+++ Records for the task

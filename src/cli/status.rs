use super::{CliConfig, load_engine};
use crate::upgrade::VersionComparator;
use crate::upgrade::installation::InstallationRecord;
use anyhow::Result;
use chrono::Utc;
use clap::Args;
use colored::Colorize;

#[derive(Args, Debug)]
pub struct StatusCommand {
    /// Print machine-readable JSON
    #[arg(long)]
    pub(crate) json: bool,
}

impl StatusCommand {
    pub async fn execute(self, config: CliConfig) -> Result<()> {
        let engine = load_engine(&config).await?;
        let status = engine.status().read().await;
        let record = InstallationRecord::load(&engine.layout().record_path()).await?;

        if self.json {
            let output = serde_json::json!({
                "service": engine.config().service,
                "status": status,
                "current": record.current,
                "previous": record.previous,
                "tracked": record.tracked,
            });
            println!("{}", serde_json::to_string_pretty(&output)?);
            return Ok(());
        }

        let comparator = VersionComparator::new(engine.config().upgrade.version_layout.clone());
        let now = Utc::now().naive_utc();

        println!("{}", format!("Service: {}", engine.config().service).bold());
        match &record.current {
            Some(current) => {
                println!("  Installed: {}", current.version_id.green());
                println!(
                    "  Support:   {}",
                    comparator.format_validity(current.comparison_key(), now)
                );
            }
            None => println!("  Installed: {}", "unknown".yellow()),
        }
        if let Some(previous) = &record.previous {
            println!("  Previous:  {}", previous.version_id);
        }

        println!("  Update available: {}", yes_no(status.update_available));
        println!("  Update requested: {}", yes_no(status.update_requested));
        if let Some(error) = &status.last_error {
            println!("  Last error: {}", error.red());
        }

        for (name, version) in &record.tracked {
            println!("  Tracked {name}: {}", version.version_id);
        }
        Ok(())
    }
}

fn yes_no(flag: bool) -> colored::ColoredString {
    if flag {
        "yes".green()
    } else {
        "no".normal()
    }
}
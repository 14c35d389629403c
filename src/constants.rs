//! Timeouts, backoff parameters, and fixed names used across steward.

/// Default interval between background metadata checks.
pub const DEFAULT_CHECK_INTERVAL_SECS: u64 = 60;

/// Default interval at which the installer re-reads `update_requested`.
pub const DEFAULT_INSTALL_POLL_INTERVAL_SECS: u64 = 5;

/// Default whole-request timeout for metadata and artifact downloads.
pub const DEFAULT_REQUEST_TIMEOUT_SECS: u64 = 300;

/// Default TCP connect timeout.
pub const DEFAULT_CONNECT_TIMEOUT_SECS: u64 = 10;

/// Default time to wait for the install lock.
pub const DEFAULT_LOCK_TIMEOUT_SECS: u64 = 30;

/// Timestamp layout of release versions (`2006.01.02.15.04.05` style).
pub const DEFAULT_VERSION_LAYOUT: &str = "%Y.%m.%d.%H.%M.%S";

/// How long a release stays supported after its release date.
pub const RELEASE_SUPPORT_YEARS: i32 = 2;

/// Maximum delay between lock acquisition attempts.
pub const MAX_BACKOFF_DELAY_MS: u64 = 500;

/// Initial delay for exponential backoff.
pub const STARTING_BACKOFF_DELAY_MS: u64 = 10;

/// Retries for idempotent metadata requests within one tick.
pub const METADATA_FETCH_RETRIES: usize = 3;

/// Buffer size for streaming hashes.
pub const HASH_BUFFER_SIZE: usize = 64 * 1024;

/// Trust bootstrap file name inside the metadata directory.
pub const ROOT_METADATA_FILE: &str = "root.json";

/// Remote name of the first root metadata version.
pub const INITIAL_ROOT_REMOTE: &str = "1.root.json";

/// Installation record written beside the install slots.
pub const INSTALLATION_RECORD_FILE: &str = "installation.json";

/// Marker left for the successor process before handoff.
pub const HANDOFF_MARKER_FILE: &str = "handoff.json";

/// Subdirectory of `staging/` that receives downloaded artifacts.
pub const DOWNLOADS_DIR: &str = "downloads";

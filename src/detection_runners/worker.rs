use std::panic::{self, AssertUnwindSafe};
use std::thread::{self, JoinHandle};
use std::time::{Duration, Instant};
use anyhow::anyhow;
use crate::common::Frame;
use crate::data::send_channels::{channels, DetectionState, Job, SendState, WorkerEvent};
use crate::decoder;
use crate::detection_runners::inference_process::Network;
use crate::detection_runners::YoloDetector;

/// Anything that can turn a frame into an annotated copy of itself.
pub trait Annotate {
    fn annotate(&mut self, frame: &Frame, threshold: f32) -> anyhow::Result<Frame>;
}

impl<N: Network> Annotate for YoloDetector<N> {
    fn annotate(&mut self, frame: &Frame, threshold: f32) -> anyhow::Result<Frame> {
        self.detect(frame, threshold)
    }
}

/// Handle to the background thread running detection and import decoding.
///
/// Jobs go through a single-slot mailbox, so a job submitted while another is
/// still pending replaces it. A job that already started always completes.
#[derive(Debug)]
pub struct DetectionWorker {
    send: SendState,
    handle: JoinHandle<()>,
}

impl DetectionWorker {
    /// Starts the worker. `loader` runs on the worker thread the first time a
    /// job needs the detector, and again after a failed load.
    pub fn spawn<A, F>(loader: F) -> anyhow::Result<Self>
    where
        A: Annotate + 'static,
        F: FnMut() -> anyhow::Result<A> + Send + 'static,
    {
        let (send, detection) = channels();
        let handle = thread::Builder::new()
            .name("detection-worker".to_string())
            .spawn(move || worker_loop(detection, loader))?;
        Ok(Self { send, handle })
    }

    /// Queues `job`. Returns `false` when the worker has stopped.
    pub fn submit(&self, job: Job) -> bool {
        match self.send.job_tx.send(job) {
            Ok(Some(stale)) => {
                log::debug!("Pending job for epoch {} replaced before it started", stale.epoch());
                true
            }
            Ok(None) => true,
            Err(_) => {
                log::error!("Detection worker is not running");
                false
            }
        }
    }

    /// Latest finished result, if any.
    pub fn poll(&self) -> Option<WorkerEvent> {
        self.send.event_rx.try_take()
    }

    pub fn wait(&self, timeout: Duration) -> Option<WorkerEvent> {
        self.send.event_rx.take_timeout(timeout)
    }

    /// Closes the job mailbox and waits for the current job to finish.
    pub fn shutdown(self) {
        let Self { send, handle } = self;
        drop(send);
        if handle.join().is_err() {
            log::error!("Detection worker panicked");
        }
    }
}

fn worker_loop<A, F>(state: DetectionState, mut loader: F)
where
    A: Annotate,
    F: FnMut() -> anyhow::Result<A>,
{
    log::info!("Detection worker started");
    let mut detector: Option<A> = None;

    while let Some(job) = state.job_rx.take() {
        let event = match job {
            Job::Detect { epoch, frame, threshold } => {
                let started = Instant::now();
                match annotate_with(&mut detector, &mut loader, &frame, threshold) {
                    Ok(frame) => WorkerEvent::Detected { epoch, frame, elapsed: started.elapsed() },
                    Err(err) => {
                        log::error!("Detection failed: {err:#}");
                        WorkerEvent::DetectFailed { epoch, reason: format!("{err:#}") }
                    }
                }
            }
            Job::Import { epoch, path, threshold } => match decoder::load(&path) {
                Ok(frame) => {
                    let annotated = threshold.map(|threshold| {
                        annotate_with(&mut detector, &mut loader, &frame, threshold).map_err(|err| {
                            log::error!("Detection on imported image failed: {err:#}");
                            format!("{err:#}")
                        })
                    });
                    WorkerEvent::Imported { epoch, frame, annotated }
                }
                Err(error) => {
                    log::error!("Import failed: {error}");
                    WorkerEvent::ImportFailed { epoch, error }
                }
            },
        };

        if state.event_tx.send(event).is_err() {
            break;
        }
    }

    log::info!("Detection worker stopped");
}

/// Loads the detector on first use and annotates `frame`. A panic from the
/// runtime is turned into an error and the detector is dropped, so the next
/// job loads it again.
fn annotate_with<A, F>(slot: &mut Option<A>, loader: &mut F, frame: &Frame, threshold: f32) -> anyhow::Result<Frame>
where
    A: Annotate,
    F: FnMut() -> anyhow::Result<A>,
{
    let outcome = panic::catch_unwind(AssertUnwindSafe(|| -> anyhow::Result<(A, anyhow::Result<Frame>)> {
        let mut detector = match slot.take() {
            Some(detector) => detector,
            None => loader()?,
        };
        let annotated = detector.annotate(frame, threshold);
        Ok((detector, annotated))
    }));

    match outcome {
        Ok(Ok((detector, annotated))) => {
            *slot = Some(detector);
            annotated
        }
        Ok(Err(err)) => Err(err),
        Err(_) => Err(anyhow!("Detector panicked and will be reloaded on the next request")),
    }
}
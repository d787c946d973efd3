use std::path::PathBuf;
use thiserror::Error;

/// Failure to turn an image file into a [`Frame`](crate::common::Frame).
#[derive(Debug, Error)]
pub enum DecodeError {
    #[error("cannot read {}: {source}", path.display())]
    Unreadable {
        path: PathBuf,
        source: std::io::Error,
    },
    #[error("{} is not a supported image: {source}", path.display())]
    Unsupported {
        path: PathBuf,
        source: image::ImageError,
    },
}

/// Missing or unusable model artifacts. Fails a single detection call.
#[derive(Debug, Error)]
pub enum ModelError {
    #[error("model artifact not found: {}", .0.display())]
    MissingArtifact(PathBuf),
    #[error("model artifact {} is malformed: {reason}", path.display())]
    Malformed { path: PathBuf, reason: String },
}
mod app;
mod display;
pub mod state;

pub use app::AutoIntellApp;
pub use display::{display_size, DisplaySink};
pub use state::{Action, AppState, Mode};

++++++
+++ Records for the task

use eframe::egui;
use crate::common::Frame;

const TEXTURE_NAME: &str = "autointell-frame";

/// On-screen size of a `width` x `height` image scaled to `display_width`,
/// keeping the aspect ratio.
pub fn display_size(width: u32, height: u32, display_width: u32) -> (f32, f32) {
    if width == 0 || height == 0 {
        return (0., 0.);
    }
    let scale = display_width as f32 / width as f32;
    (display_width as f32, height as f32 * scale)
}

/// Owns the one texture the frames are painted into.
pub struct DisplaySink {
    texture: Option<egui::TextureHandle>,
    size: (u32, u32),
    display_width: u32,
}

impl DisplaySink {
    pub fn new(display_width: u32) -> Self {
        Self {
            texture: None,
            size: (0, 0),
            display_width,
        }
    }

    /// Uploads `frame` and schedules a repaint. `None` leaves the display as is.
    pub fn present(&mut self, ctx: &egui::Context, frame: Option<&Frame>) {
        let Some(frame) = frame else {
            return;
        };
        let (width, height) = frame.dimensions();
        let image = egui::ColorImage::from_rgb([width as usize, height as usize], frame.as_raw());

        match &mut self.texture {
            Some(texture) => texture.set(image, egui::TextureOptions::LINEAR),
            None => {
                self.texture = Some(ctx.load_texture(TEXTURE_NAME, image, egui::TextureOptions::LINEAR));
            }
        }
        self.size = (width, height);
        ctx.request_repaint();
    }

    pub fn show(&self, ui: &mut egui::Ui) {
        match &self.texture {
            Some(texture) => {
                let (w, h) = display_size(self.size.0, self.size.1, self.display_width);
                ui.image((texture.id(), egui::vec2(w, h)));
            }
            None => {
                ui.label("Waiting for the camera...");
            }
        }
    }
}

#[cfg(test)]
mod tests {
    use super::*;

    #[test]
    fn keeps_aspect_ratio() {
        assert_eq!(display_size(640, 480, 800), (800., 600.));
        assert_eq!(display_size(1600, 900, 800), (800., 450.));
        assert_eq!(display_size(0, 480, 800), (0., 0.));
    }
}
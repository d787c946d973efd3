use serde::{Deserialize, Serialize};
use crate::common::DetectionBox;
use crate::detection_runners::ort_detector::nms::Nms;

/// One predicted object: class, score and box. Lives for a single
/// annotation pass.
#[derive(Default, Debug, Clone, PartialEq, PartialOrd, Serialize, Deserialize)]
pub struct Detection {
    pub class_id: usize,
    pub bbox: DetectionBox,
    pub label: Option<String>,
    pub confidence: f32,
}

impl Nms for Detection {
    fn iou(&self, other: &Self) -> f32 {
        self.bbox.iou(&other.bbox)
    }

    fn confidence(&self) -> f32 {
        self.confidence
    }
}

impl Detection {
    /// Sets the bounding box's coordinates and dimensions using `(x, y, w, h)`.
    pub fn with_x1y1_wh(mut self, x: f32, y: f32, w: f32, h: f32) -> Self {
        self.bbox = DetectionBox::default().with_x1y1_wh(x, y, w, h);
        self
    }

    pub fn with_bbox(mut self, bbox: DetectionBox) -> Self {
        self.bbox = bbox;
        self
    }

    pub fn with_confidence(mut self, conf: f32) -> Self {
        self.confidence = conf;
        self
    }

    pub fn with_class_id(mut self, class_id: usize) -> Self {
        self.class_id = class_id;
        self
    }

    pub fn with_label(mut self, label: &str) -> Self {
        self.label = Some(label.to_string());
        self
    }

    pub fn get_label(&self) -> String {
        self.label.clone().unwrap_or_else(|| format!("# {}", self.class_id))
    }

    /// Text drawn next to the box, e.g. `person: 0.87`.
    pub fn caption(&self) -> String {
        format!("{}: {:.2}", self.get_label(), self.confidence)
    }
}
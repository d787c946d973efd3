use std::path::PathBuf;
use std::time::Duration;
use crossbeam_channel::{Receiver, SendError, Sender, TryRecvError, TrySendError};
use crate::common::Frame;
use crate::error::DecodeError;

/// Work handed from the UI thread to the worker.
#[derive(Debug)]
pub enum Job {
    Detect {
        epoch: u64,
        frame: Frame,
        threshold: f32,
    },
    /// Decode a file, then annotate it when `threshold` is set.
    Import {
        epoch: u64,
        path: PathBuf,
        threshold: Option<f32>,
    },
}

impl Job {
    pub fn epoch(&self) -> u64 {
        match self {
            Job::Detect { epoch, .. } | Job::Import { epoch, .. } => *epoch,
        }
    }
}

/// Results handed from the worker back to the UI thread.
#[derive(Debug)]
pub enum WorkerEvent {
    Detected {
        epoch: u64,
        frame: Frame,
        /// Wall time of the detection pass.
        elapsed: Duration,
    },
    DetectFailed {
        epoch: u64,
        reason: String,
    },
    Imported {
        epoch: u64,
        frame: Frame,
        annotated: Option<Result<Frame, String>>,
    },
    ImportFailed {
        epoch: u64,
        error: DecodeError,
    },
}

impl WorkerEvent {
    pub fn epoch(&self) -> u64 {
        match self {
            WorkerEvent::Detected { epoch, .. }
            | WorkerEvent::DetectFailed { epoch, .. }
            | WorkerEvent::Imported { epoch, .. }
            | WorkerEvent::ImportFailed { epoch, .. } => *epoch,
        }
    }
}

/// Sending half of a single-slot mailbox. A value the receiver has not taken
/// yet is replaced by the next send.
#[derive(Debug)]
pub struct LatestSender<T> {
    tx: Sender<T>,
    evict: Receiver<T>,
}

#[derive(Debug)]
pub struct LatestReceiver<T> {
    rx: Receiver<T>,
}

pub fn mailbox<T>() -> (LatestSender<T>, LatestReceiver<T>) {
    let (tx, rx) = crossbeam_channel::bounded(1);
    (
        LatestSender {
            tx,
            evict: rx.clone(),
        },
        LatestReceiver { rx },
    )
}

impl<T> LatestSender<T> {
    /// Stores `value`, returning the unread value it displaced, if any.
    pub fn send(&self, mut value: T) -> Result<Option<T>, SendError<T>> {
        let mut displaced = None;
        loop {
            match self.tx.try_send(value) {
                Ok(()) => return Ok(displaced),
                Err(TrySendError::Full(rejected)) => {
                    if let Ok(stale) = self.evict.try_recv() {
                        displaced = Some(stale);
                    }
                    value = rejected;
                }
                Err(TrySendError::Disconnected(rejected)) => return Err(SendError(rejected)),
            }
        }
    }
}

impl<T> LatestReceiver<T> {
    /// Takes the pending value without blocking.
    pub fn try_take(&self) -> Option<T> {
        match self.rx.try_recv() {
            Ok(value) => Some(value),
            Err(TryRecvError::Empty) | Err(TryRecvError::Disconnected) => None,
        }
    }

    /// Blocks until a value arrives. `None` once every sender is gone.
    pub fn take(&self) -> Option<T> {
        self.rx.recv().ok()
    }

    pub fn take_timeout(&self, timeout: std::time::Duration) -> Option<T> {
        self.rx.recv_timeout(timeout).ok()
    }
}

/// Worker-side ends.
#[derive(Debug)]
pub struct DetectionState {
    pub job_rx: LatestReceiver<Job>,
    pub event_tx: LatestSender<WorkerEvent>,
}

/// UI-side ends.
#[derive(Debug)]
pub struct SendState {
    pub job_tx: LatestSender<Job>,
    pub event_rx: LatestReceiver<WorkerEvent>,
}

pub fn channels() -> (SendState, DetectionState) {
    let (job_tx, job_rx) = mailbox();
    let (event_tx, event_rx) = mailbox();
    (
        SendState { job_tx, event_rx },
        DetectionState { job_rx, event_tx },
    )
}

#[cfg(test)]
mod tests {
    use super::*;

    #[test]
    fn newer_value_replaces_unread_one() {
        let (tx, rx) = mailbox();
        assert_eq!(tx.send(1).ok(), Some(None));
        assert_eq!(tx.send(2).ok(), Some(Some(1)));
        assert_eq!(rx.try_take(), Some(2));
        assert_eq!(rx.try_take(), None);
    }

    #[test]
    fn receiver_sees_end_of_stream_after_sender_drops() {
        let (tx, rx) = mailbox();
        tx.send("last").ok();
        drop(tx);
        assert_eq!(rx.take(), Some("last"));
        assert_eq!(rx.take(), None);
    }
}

++++++

Exercise prompt – Every line with "channels" in it should be copied from the entries.

Final answer –
use crate::data::send_channels::{channels, DetectionState, Job, SendState, WorkerEvent};
        let (send, detection) = channels();
pub fn channels() -> (SendState, DetectionState) {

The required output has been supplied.